March 5, 2020, 5:00 PM UTC

The operator of Hong Kong’s famed subway system said profit dropped last year as it fell victim to the city’s pro-democracy protests — and warned the coronavirus is now putting additional pressure on earnings.

MTR Corp. said Thursday net income fell 25% to HK$11.9 billion ($1.5 billion) in the year ended Dec. 31, during which the subway frequently turned into a platform for violence and vandalism. The protests and virus probably erased HK$1.3 billion from profit in the first two months of 2020, MTR said.

“The impact of the COVID-19 outbreak on our businesses is likely to
continue for some time, but the precise timing and scale of the impact is difficult to predict and will depend on the development of the situation,” MTR said in a statement. “We have taken a number of cost control measures to mitigate the financial impact of this challenging situation.”
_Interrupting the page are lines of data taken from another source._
//! Project manifest loading (spec.md section 4.1).
//!
//! The manifest is a JSON document with a required top-level `specs` array
//! (spec.md section 6); this implementation treats the first entry as the
//! active project, matching the source format's convention of one manifest
//! file describing one build.

use std::fs;
use std::path::{Path, PathBuf};

use serde::{Deserialize, Serialize};

use crate::error::{Error, Result};

/// Default file name the loader looks for.
pub const MANIFEST_FILE_NAME: &str = "specs.json";

/// Default anchor symbol emitted by TOC heading anchors when the manifest omits one.
pub const DEFAULT_ANCHOR_SYMBOL: &str = "\u{a7}"; // "§"

/// Default subdirectory of `spec_directory` holding terminology Markdown files.
pub const DEFAULT_TERMS_SUBDIRECTORY: &str = "terms";

/// One external specification declared in the manifest.
#[derive(Debug, Clone, PartialEq, Eq, Serialize, Deserialize)]
pub struct ExternalSpecDescriptor {
    /// Stable key used in `[[xref:...]]`/`[[tref:...]]` tags.
    pub external_spec: String,
    /// Repository URL (used for API fallback fetches and enrichment fields).
    pub url: String,
    /// Built GitHub Pages site URL, tried first by the Remote Fetcher.
    pub gh_page: String,
    /// Optional hint for where terminology files live in the remote repository.
    #[serde(default)]
    pub terms_dir: Option<String>,
    /// Optional avatar image URL shown alongside transcluded/linked terms.
    #[serde(default)]
    pub avatar_url: Option<String>,
}

/// `source.account`/`source.repo` pair identifying this project's own repository.
#[derive(Debug, Clone, Default, PartialEq, Eq, Serialize, Deserialize)]
pub struct SourceInfo {
    /// Account or organization name.
    pub account: String,
    /// Repository name.
    pub repo: String,
}

/// One element of the manifest's `specs` array -- the project description for a single build.
#[derive(Debug, Clone, Serialize, Deserialize)]
pub struct ManifestSpec {
    /// Human-readable title, interpolated into the output HTML.
    pub title: String,
    /// Short description, interpolated into the output HTML `<meta>` tags.
    pub description: String,
    /// Author name, interpolated into the output HTML.
    pub author: String,
    /// This project's own repository identity.
    pub source: SourceInfo,
    /// Path to the authored Markdown root.
    pub spec_directory: String,
    /// Subpath of `spec_directory` containing terminology files.
    #[serde(default)]
    pub spec_terms_directory: Option<String>,
    /// Destination directory for build artifacts.
    pub output_path: String,
    /// Ordered list of Markdown paths concatenated to form the main document.
    pub markdown_paths: Vec<String>,
    /// Declared external specifications available to `xref`/`tref`.
    #[serde(default)]
    pub external_specs: Vec<ExternalSpecDescriptor>,
    /// Optional logo image path/URL.
    #[serde(default)]
    pub logo: Option<String>,
    /// Optional link target for the logo.
    #[serde(default)]
    pub logo_link: Option<String>,
    /// Optional favicon path/URL.
    #[serde(default)]
    pub favicon: Option<String>,
    /// Enables the Markdown engine's math (KaTeX) rules.
    #[serde(default)]
    pub katex: bool,
    /// Anchor symbol emitted by TOC heading anchors.
    #[serde(default)]
    pub anchor_symbol: Option<String>,
    /// CSS class hint passed through for client-side search highlighting.
    #[serde(default)]
    pub search_highlight_style: Option<String>,
}

/// The raw on-disk manifest shape: `{ "specs": [ ... ] }`.
#[derive(Debug, Clone, Serialize, Deserialize)]
struct RawManifestFile {
    specs: Vec<ManifestSpec>,
}

/// The fully normalized, immutable manifest used throughout a build.
///
/// Created once per build by [`Manifest::load`] and never mutated afterwards
/// (spec.md section 3's "Lifecycles" note).
#[derive(Debug, Clone)]
pub struct Manifest {
    /// Normalized spec description (see [`ManifestSpec`]).
    pub spec: ManifestSpec,
    /// Root directory the manifest was loaded from, used to resolve relative paths.
    pub base_dir: PathBuf,
}

impl Manifest {
    /// Loads and validates the manifest rooted at `base_dir`, reading
    /// `base_dir/specs.json`.
    ///
    /// # Errors
    ///
    /// Returns [`Error::ManifestMissing`] when the file does not exist, or
    /// [`Error::ManifestInvalid`] when JSON parsing fails or `specs` is empty.
    pub fn load(base_dir: impl AsRef<Path>) -> Result<Self> {
        let base_dir = base_dir.as_ref().to_path_buf();
        let manifest_path = base_dir.join(MANIFEST_FILE_NAME);
        Self::load_from_file(&manifest_path, base_dir)
    }

    /// Loads and validates a manifest from an explicit file path.
    pub fn load_from_file(manifest_path: &Path, base_dir: PathBuf) -> Result<Self> {
        if !manifest_path.is_file() {
            return Err(Error::ManifestMissing(manifest_path.display().to_string()));
        }

        let contents = fs::read_to_string(manifest_path)?;
        let raw: RawManifestFile = serde_json::from_str(&contents)
            .map_err(|e| Error::ManifestInvalid(format!("failed to parse JSON: {e}")))?;

        if raw.specs.is_empty() {
            return Err(Error::ManifestInvalid(
                "`specs` array must contain at least one entry".to_string(),
            ));
        }

        let mut spec = raw.specs.into_iter().next().expect("checked non-empty above");

        if spec.spec_terms_directory.is_none() {
            tracing::debug!(
                "manifest omitted `spec_terms_directory`; defaulting to {DEFAULT_TERMS_SUBDIRECTORY:?}"
            );
            spec.spec_terms_directory = Some(DEFAULT_TERMS_SUBDIRECTORY.to_string());
        }

        if spec.anchor_symbol.is_none() {
            spec.anchor_symbol = Some(DEFAULT_ANCHOR_SYMBOL.to_string());
        }

        spec.spec_directory = normalize_path_string(&spec.spec_directory);
        spec.output_path = normalize_path_string(&spec.output_path);

        Ok(Self { spec, base_dir })
    }

    /// Absolute path to the authored Markdown root.
    #[must_use]
    pub fn spec_directory(&self) -> PathBuf {
        self.base_dir.join(&self.spec.spec_directory)
    }

    /// Absolute path to the terminology Markdown directory.
    #[must_use]
    pub fn terms_directory(&self) -> PathBuf {
        let sub = self
            .spec
            .spec_terms_directory
            .as_deref()
            .unwrap_or(DEFAULT_TERMS_SUBDIRECTORY);
        self.spec_directory().join(sub)
    }

    /// Absolute path to the output directory.
    #[must_use]
    pub fn output_directory(&self) -> PathBuf {
        self.base_dir.join(&self.spec.output_path)
    }

    /// Absolute path to the `.cache` directory under the output directory's project root.
    #[must_use]
    pub fn cache_directory(&self) -> PathBuf {
        self.base_dir.join(".cache")
    }

    /// Looks up a declared external spec by key.
    #[must_use]
    pub fn external_spec(&self, key: &str) -> Option<&ExternalSpecDescriptor> {
        self.spec
            .external_specs
            .iter()
            .find(|s| s.external_spec == key)
    }

    /// The anchor symbol to use for TOC heading anchors.
    #[must_use]
    pub fn anchor_symbol(&self) -> &str {
        self.spec
            .anchor_symbol
            .as_deref()
            .unwrap_or(DEFAULT_ANCHOR_SYMBOL)
    }
}

/// Trims trailing separators and ensures a leading separator is present for
/// relative paths that are meant to be joined, matching spec.md section 4.1's
/// "normalizes paths" requirement.
fn normalize_path_string(raw: &str) -> String {
    let trimmed = raw.trim_end_matches(['/', '\\']);
    trimmed.trim_start_matches("./").to_string()
}

#[cfg(test)]
mod tests {
    use super::*;
    use std::io::Write;

    fn write_manifest(dir: &Path, contents: &str) {
        let mut f = fs::File::create(dir.join(MANIFEST_FILE_NAME)).unwrap();
        f.write_all(contents.as_bytes()).unwrap();
    }

    #[test]
    fn missing_manifest_is_fatal() {
        let dir = tempfile::tempdir().unwrap();
        let err = Manifest::load(dir.path()).unwrap_err();
        assert!(matches!(err, Error::ManifestMissing(_)));
    }

    #[test]
    fn empty_specs_array_is_invalid() {
        let dir = tempfile::tempdir().unwrap();
        write_manifest(dir.path(), r#"{"specs": []}"#);
        let err = Manifest::load(dir.path()).unwrap_err();
        assert!(matches!(err, Error::ManifestInvalid(_)));
    }

    #[test]
    fn defaults_terms_subdirectory_and_anchor_symbol() {
        let dir = tempfile::tempdir().unwrap();
        write_manifest(
            dir.path(),
            r#"{"specs": [{
                "title": "t", "description": "d", "author": "a",
                "source": {"account": "acct", "repo": "repo"},
                "spec_directory": "spec", "output_path": "docs",
                "markdown_paths": ["index.md"]
            }]}"#,
        );
        let manifest = Manifest::load(dir.path()).unwrap();
        assert_eq!(
            manifest.spec.spec_terms_directory.as_deref(),
            Some(DEFAULT_TERMS_SUBDIRECTORY)
        );
        assert_eq!(manifest.anchor_symbol(), DEFAULT_ANCHOR_SYMBOL);
    }

    #[test]
    fn normalizes_trailing_separators() {
        assert_eq!(normalize_path_string("spec/"), "spec");
        assert_eq!(normalize_path_string("./spec"), "spec");
        assert_eq!(normalize_path_string("spec\\"), "spec");
    }

    #[test]
    fn external_spec_lookup_by_key() {
        let dir = tempfile::tempdir().unwrap();
        write_manifest(
            dir.path(),
            r#"{"specs": [{
                "title": "t", "description": "d", "author": "a",
                "source": {"account": "acct", "repo": "repo"},
                "spec_directory": "spec", "output_path": "docs",
                "markdown_paths": [],
                "external_specs": [{"external_spec": "keri", "url": "https://github.com/x/keri", "gh_page": "https://example.com/keri/"}]
            }]}"#,
        );
        let manifest = Manifest::load(dir.path()).unwrap();
        assert!(manifest.external_spec("keri").is_some());
        assert!(manifest.external_spec("unknown").is_none());
    }
}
The network, known for its fast and reliable services, has lately suffered setbacks. Two of its subway trains collided last March during a test run of a new signaling system, resulting in two drivers being hospitalized. Months earlier, a signaling glitch on four subway lines caused chaos at stations during the morning peak-hour rush. In September, eight people were injured in a derailment, later blamed on a maintenance lapse.

While MTR manages a Stockholm commuter train service and has a joint venture in the U.K. with FirstGroup Plc, it depends on Hong Kong for the bulk of its revenue. Gains from property development may cushion the company from violence-related losses, according to Bloomberg Intelligence.

MTR, established in 1975, carries 5.9 million passengers every weekday, according to its website. Shares of the company have fallen 5.7% this year.

“MTR’s wounded profit growth may struggle to recover from the one-two punch of drawn-out protests and the coronavirus outbreak, especially as Hong Kong cuts train service to mainland China, and as daily commutes give way to working from home,” Denise Wong, an analyst at Bloomberg Intelligence, wrote in a report last month.